▶ MATERIAL FOR THIS EXERCISE
BEGIN
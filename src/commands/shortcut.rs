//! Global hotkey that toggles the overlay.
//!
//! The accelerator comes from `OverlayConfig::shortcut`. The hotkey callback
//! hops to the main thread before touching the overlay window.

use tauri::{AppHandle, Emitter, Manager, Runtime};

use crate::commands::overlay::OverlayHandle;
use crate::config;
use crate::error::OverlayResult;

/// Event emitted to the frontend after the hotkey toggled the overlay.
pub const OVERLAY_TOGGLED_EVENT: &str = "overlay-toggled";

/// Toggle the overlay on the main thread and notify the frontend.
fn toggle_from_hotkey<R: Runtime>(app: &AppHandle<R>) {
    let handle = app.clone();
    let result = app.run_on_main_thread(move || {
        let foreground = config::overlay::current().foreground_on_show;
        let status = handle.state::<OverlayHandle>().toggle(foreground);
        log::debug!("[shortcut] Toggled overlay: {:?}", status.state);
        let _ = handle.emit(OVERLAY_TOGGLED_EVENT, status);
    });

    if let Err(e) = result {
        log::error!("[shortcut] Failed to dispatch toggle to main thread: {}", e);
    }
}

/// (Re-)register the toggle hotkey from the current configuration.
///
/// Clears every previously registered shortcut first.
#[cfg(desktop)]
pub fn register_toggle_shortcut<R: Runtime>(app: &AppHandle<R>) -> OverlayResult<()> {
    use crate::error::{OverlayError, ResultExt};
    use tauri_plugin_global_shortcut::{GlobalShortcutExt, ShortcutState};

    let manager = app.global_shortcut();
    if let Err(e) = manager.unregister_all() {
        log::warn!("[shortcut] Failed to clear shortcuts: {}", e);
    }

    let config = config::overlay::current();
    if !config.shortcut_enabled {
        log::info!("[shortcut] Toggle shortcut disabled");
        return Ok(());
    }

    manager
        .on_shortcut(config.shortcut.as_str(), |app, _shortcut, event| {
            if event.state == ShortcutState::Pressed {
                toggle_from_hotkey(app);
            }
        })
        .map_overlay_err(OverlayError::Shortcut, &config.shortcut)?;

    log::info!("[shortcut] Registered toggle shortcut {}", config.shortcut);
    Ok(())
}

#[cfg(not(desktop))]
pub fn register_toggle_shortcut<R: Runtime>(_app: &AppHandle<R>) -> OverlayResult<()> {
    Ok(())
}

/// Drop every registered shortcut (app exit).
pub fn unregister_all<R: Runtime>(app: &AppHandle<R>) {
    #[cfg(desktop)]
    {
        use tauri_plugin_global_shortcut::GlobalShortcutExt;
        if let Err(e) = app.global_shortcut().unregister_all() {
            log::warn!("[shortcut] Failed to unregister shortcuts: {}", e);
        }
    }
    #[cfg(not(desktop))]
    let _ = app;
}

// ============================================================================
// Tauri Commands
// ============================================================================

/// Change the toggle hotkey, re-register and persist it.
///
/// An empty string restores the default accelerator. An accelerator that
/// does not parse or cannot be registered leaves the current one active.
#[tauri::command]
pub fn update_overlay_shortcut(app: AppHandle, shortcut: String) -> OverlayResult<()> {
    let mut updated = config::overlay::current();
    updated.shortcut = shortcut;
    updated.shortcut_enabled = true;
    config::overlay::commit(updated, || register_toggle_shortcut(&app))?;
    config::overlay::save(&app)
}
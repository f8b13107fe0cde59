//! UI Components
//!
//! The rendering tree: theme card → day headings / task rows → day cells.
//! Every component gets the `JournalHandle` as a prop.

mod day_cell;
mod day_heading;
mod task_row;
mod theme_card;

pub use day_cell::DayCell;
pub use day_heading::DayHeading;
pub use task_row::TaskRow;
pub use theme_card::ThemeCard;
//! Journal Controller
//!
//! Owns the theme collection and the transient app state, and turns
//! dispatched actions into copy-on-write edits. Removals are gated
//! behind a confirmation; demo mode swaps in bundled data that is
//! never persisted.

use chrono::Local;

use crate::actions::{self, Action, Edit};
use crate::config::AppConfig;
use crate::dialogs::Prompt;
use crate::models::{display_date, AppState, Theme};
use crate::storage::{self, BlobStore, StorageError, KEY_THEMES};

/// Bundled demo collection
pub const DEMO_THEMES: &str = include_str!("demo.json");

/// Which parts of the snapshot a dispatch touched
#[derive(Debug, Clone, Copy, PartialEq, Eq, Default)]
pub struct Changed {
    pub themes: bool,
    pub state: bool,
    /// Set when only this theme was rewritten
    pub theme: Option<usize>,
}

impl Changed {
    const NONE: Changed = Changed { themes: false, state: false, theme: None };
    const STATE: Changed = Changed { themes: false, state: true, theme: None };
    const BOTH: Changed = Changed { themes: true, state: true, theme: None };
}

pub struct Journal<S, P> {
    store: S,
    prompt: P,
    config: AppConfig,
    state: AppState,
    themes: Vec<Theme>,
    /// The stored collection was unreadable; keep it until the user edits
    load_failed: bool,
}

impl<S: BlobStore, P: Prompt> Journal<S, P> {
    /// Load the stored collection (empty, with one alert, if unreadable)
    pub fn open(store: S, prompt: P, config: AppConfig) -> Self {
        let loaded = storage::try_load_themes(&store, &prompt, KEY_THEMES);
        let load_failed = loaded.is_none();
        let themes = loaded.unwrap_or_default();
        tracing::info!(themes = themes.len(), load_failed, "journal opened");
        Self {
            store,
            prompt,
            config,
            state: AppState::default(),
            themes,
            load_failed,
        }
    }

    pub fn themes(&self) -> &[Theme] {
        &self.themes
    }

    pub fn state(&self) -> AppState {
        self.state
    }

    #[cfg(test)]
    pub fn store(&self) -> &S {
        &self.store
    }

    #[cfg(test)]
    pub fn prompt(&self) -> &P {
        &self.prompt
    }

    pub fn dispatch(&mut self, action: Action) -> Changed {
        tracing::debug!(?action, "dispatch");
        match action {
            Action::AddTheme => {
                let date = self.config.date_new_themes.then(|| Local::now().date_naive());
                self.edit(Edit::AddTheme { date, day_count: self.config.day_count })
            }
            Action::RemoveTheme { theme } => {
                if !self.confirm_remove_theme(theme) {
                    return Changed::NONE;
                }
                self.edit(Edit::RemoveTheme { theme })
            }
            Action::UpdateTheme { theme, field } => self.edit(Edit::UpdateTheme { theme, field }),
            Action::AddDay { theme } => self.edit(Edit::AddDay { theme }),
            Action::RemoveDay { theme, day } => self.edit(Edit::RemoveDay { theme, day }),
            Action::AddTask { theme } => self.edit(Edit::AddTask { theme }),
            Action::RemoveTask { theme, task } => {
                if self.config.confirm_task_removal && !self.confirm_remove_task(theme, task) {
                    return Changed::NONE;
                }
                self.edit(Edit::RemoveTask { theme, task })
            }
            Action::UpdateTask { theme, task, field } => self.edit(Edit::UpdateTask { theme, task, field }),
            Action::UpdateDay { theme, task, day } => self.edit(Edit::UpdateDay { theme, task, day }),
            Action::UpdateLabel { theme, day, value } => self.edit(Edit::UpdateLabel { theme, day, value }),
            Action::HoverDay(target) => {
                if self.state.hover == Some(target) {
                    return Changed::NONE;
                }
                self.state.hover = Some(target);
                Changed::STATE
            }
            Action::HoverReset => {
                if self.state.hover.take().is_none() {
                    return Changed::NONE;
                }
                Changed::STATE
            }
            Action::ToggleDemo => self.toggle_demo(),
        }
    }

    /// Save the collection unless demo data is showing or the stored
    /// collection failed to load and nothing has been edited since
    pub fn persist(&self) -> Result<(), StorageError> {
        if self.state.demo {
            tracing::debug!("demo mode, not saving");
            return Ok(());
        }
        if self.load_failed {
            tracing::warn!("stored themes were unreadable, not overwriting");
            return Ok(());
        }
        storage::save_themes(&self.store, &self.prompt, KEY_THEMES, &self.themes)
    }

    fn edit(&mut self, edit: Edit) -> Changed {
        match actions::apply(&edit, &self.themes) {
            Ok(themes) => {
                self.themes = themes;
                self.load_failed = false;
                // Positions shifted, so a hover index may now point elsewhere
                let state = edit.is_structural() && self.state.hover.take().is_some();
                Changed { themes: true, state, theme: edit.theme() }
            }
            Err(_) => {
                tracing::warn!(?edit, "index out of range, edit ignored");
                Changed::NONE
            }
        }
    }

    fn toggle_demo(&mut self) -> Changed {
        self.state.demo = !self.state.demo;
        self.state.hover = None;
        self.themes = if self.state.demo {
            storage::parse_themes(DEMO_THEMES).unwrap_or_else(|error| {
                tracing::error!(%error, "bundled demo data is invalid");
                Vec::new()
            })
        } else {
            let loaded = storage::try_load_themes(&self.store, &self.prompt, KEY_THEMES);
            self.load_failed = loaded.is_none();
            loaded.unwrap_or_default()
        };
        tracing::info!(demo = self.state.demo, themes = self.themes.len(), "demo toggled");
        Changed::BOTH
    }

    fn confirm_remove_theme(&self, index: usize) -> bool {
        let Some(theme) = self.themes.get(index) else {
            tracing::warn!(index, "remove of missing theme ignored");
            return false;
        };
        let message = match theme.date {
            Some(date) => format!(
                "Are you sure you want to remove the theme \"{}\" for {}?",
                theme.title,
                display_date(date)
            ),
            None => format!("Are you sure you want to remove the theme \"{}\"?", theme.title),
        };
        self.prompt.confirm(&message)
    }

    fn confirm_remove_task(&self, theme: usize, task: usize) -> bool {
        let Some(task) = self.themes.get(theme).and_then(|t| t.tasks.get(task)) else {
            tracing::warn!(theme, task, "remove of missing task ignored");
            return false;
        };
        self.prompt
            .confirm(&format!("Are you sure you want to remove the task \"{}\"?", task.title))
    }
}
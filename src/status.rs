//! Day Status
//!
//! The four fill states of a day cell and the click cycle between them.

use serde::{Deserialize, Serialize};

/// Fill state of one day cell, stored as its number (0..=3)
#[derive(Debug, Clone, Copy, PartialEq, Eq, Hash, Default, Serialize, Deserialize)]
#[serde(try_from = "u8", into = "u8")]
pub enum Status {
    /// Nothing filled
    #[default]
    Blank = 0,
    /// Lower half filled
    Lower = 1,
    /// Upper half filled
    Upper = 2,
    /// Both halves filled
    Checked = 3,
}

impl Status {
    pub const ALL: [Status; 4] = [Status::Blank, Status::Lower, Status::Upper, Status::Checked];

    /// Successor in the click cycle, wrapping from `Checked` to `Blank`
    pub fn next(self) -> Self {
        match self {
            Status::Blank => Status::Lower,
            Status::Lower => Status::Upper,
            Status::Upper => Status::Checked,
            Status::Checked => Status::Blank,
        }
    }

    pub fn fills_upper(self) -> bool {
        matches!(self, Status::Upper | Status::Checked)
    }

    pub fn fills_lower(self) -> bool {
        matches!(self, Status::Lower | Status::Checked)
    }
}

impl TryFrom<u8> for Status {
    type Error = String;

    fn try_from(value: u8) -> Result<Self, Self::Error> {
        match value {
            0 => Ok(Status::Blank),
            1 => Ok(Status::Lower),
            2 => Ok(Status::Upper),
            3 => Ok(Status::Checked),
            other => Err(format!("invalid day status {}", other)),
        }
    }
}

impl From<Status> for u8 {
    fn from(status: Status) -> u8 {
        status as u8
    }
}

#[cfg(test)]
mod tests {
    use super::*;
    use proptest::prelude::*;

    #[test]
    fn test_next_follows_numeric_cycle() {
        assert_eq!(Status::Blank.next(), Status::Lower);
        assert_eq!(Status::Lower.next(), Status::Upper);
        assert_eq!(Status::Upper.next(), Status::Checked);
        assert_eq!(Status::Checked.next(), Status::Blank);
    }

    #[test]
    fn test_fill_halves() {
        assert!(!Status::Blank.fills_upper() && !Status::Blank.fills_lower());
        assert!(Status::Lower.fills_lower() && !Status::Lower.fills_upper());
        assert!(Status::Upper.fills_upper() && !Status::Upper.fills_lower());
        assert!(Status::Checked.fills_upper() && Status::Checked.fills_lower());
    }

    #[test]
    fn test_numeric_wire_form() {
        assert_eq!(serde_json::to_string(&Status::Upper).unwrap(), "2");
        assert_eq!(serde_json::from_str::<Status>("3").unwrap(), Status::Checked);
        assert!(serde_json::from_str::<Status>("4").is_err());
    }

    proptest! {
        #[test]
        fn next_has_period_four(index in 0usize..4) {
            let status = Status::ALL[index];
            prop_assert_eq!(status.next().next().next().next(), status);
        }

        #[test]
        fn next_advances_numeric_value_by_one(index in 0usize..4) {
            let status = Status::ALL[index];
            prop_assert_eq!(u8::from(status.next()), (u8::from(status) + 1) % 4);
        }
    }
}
END
▶ ASSIGNMENT
Note which lines carry the word "field" in the material, then copy each of them.

▶ SOLUTION BELOW
            Action::UpdateTheme { theme, field } => self.edit(Edit::UpdateTheme { theme, field }),
            Action::UpdateTask { theme, task, field } => self.edit(Edit::UpdateTask { theme, task, field }),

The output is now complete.